Cette interdiction était levée depuis longtemps et on flânait donc le long du rivage. On était tout de suite surpris par la présence de daims. Il y en avait de tous les côtés, harcelés par les touristes pour quelques misérables selfies. Un peu plus loin, on devait même ramasser des déchets qu’un des animaux s’acharnait à essayer de manger. Je m’avançais doucement pour ne pas lui faire peur et je lui retirais le plastique de la bouche avant de ramasser ce qui jonchait le sol. Le tourisme présentait malheureusement de nombreux mauvais côtés. On observait dorénavant le torii depuis la berge et il n’en demeurait pas moins impressionnant. Les pièges des immanquables au cours d’un voyage étaient inévitables et Miyajima ne dérogeait pas à la règle. Les restaurants étaient trop chers, trop peuplés et peu savoureux. On grignotait dans une échoppe sans âme où il fallait obligatoirement se tenir assis et en tailleur comme le souhaitait la tradition. Le flot de touristes ne s’arrêtait jamais et pour les fuir, on marchait jusqu’à l’autre versant de la petite île pour prendre un téléphérique et ainsi admirer le panorama qui s’offrait à nous. Il fallait quand même bouger sa carcasse sur les chemins montants et descendants pour atteindre le meilleur des points de vue. De notre perchoir, on avait vue sur la côte mais aussi sur la myriade d’ilets posés à même la mer, presque flottantes. On repartait lentement en sens inverse pour des raisons pratiques.
Nous avions réservé un bus de nuit pour se rendre à Osaka et il nous fallait tuer le temps jusqu’à 22 heures.

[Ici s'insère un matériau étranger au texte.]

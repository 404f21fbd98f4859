// ==========================================
// 工艺路线编排系统 - 工序与推荐桶领域模型
// ==========================================
// 职责: Operation（不可变工序描述）、OperationKey、BucketKey、
//       自定义工序条目、候选推荐记录、拖拽载荷
// ==========================================

use serde::{Deserialize, Serialize};
use serde_json::Value;
use std::collections::BTreeMap;
use std::fmt;
use std::str::FromStr;

// ==========================================
// Operation - 工序描述
// ==========================================
// 由外部预测服务产生或人工录入，进入时间轴前不可变
#[derive(Debug, Clone, PartialEq, Serialize, Deserialize)]
#[serde(rename_all = "camelCase")]
pub struct Operation {
    pub process_code: String,         // 工序代码 (PROC_CD)
    pub seq: i64,                     // 顺序提示 (PROC_SEQ)
    #[serde(default)]
    pub description: Option<String>,  // 工序描述
    #[serde(default)]
    pub setup_time: Option<f64>,      // 准备时间
    #[serde(default)]
    pub run_time: Option<f64>,        // 加工时间
    #[serde(default)]
    pub wait_time: Option<f64>,       // 等待时间
    /// 其余来源字段（资源代码、路线代码等），原样保留
    #[serde(default, skip_serializing_if = "BTreeMap::is_empty")]
    pub extra: BTreeMap<String, Value>,
}

impl Operation {
    /// 以最少字段创建工序
    pub fn new(process_code: impl Into<String>, seq: i64) -> Self {
        Self {
            process_code: process_code.into(),
            seq,
            description: None,
            setup_time: None,
            run_time: None,
            wait_time: None,
            extra: BTreeMap::new(),
        }
    }

    pub fn with_description(mut self, description: impl Into<String>) -> Self {
        self.description = Some(description.into());
        self
    }

    pub fn with_times(mut self, setup: Option<f64>, run: Option<f64>, wait: Option<f64>) -> Self {
        self.setup_time = setup;
        self.run_time = run;
        self.wait_time = wait;
        self
    }

    pub fn with_extra(mut self, key: impl Into<String>, value: impl Into<Value>) -> Self {
        self.extra.insert(key.into(), value.into());
        self
    }

    /// 内容稳定的推荐键（processCode + seq）
    ///
    /// 重新拉取默认推荐后，相同键视为同一条推荐，隐藏状态得以保留
    pub fn key(&self) -> OperationKey {
        OperationKey::new(self.process_code.clone(), self.seq)
    }
}

// ==========================================
// OperationKey - 推荐工序键
// ==========================================
// 结构化元组，不依赖字符串拼接; Display 仅用于兼容旧格式 "CODE::SEQ"
#[derive(Debug, Clone, PartialEq, Eq, Hash, PartialOrd, Ord, Serialize, Deserialize)]
#[serde(rename_all = "camelCase")]
pub struct OperationKey {
    pub process_code: String,
    pub seq: i64,
}

impl OperationKey {
    pub fn new(process_code: impl Into<String>, seq: i64) -> Self {
        Self {
            process_code: process_code.into(),
            seq,
        }
    }
}

impl fmt::Display for OperationKey {
    fn fmt(&self, f: &mut fmt::Formatter<'_>) -> fmt::Result {
        write!(f, "{}::{}", self.process_code, self.seq)
    }
}

impl FromStr for OperationKey {
    type Err = String;

    /// 按最后一个 "::" 切分（seq 为数字，工序代码中含 "::" 也能还原）
    fn from_str(s: &str) -> Result<Self, Self::Err> {
        let (code, seq) = s
            .rsplit_once("::")
            .ok_or_else(|| format!("工序键格式错误（缺少 '::'）: {}", s))?;
        let seq = seq
            .trim()
            .parse::<i64>()
            .map_err(|_| format!("工序键顺序号不是整数: {}", s))?;
        Ok(Self::new(code, seq))
    }
}

// ==========================================
// BucketKey - 推荐桶键
// ==========================================
// (itemCode, candidateId | null)
#[derive(Debug, Clone, PartialEq, Eq, Hash, PartialOrd, Ord, Serialize, Deserialize)]
#[serde(rename_all = "camelCase")]
pub struct BucketKey {
    pub item_code: String,
    pub candidate_id: Option<String>,
}

impl BucketKey {
    pub fn new(item_code: impl Into<String>, candidate_id: Option<&str>) -> Self {
        Self {
            item_code: item_code.into(),
            candidate_id: candidate_id.map(|c| c.to_string()),
        }
    }
}

impl fmt::Display for BucketKey {
    fn fmt(&self, f: &mut fmt::Formatter<'_>) -> fmt::Result {
        match &self.candidate_id {
            Some(candidate) => write!(f, "{}#{}", self.item_code, candidate),
            None => write!(f, "{}#-", self.item_code),
        }
    }
}

// ==========================================
// CustomEntry - 用户自定义工序条目
// ==========================================
#[derive(Debug, Clone, PartialEq, Serialize, Deserialize)]
#[serde(rename_all = "camelCase")]
pub struct CustomEntry {
    pub id: String,
    pub item_code: String,
    pub candidate_id: Option<String>,
    pub operation: Operation,
}

impl CustomEntry {
    pub fn bucket_key(&self) -> BucketKey {
        BucketKey {
            item_code: self.item_code.clone(),
            candidate_id: self.candidate_id.clone(),
        }
    }
}

// ==========================================
// CandidateRecommendation - 预测服务输出
// ==========================================
#[derive(Debug, Clone, PartialEq, Serialize, Deserialize)]
#[serde(rename_all = "camelCase")]
pub struct CandidateRecommendation {
    pub item_code: String,
    #[serde(default)]
    pub candidate_id: Option<String>,
    #[serde(default)]
    pub operations: Vec<Operation>,
}

impl CandidateRecommendation {
    pub fn bucket_key(&self) -> BucketKey {
        BucketKey {
            item_code: self.item_code.clone(),
            candidate_id: self.candidate_id.clone(),
        }
    }
}

// ==========================================
// DragPayload - 拖拽传输载荷
// ==========================================
// 插入时间轴的唯一跨边界契约; operation 缺失的载荷被静默忽略
#[derive(Debug, Clone, PartialEq, Serialize, Deserialize)]
#[serde(rename_all = "camelCase")]
pub struct DragPayload {
    #[serde(default)]
    pub item_code: String,
    #[serde(default)]
    pub candidate_id: Option<String>,
    #[serde(default)]
    pub operation: Option<Operation>,
}

impl DragPayload {
    pub fn new(item_code: impl Into<String>, candidate_id: Option<&str>, operation: Operation) -> Self {
        Self {
            item_code: item_code.into(),
            candidate_id: candidate_id.map(|c| c.to_string()),
            operation: Some(operation),
        }
    }
}

#[cfg(test)]
mod tests {
    use super::*;

    #[test]
    fn test_operation_key_display_and_parse() {
        let op = Operation::new("CUT-01", 1);
        let key = op.key();
        assert_eq!(key.to_string(), "CUT-01::1");
        assert_eq!("CUT-01::1".parse::<OperationKey>().unwrap(), key);
    }

    #[test]
    fn test_operation_key_code_with_separator() {
        let key = OperationKey::new("A::B", 7);
        let parsed: OperationKey = key.to_string().parse().unwrap();
        assert_eq!(parsed.process_code, "A::B");
        assert_eq!(parsed.seq, 7);
    }

    #[test]
    fn test_operation_key_invalid() {
        assert!("CUT-01".parse::<OperationKey>().is_err());
        assert!("CUT-01::x".parse::<OperationKey>().is_err());
    }

    #[test]
    fn test_drag_payload_without_operation() {
        let payload: DragPayload =
            serde_json::from_str(r#"{"itemCode":"ITEM-1","candidateId":null}"#).unwrap();
        assert!(payload.operation.is_none());
    }

    #[test]
    fn test_operation_serde_camel_case() {
        let op = Operation::new("MILL-02", 2).with_extra("RES_CD", "M01");
        let json = serde_json::to_value(&op).unwrap();
        assert_eq!(json["processCode"], "MILL-02");
        assert_eq!(json["extra"]["RES_CD"], "M01");
    }
}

Sur le chemin du retour, on s’arrêtait quelques arrêts avant notre station et on grimpait une colline à la route impeccable pour entrer dans une bibliothèque particulière. C’était la seule au monde à ne proposer que des mangas et uniquement des mangas. La double porte verre s’ouvrait sur un escalier en faux marbre aidé d’une rambarde en bois. Un ascenseur était aussi disponible, pour la vieillissante population du pays. Les étagères de l’édifice étaient effectivement remplies de mangas. Des vieux, des neufs, en bon ou mauvais état, sur tous les sujets du monde. Toute une section était dédiée aux premières éditions, les tous premiers livres d’un genre qui avait depuis fait son chemin dans le monde entier. Le papier était jauni, les personnages grossiers et les intrigues visiblement moins étoffées mais c’étaient des pièces d’histoire, au même titre qu’un original de Hugo ou Flaubert et nous les traitions comme telles. On avait la surprise de trouver des éditions en anglais et en français de mangas pas forcément très connus. On en lisait quelques-uns puis on retournait tranquillement récupérer nos bagages. Les propriétaires de l’hôtel nous laissaient aimablement nous doucher et c’était propres qu’on allait patienter dans un café. Cinq minutes avant l’heure indiquée, nous attendions devant l’arrêt de bus informel au croisement de deux rues et le grand car Willer arrivait précisément à temps. Un jeune homme descendait pour nous aider à ranger nos bagages et nous montions chercher nos sièges. Comme dans le précédent bus de nuit, l’espace était large à la fois entre les deux rangées et entre chaque siège. Le bus était à moitié plein, uniquement des japonais en transit, et très silencieux. On s’installait confortablement et on dormait immédiatement.